* _YOUR ASSIGNMENT_: Locate every line in the records below that contains the word "writing", and copy each one.

[Saved data entries]
──────────────────────────────
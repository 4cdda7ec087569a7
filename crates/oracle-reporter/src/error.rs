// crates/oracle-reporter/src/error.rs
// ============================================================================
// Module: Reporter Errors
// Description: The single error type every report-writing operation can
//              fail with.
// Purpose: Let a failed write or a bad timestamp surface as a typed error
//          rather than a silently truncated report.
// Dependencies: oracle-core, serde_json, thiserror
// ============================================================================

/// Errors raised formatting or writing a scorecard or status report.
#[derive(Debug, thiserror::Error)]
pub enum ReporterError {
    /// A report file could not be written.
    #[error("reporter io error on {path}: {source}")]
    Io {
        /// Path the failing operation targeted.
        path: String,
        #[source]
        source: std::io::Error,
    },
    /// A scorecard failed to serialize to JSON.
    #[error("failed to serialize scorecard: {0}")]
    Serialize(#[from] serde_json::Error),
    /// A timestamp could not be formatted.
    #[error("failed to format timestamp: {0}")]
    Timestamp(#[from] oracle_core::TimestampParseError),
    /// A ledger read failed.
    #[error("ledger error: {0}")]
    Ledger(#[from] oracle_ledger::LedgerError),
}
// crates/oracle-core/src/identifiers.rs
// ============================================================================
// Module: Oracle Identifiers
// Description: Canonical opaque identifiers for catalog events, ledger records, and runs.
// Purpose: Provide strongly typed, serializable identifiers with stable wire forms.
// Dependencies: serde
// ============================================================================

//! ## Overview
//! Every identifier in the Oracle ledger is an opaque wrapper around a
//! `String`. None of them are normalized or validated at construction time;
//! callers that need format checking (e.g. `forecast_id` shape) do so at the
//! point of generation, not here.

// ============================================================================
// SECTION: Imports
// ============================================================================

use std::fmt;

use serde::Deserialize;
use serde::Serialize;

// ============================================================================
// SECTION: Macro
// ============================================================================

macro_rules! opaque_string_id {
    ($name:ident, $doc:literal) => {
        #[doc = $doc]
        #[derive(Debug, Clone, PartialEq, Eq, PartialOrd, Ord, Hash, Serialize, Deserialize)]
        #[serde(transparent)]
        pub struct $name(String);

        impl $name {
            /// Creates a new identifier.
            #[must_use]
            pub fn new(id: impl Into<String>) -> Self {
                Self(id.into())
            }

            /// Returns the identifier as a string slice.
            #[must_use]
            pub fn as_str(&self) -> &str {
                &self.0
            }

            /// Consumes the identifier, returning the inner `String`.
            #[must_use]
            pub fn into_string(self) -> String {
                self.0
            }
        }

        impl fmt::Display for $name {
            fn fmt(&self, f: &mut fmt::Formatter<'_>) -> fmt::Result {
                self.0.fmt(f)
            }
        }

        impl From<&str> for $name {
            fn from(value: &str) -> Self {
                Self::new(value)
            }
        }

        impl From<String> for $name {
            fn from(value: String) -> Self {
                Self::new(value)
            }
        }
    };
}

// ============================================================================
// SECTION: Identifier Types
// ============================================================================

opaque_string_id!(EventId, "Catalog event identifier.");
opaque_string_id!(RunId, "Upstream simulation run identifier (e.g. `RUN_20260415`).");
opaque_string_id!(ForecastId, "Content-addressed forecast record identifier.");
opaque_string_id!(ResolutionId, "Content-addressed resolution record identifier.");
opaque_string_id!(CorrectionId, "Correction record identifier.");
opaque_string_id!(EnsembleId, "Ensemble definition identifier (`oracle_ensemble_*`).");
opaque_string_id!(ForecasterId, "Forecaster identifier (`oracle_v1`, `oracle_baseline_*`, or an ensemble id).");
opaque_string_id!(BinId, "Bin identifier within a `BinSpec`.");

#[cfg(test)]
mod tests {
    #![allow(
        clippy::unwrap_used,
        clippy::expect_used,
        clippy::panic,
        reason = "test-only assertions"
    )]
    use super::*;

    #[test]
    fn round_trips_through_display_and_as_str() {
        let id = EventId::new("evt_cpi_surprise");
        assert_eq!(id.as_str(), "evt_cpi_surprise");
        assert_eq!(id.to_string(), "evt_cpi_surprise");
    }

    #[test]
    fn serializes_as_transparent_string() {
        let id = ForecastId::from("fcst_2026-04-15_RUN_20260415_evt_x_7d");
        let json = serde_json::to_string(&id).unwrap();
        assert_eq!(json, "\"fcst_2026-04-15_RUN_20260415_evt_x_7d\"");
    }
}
──────────────────────────────
* _PROBLEM SOLUTION_:
// Description: The single error type every report-writing operation can
/// Errors raised formatting or writing a scorecard or status report.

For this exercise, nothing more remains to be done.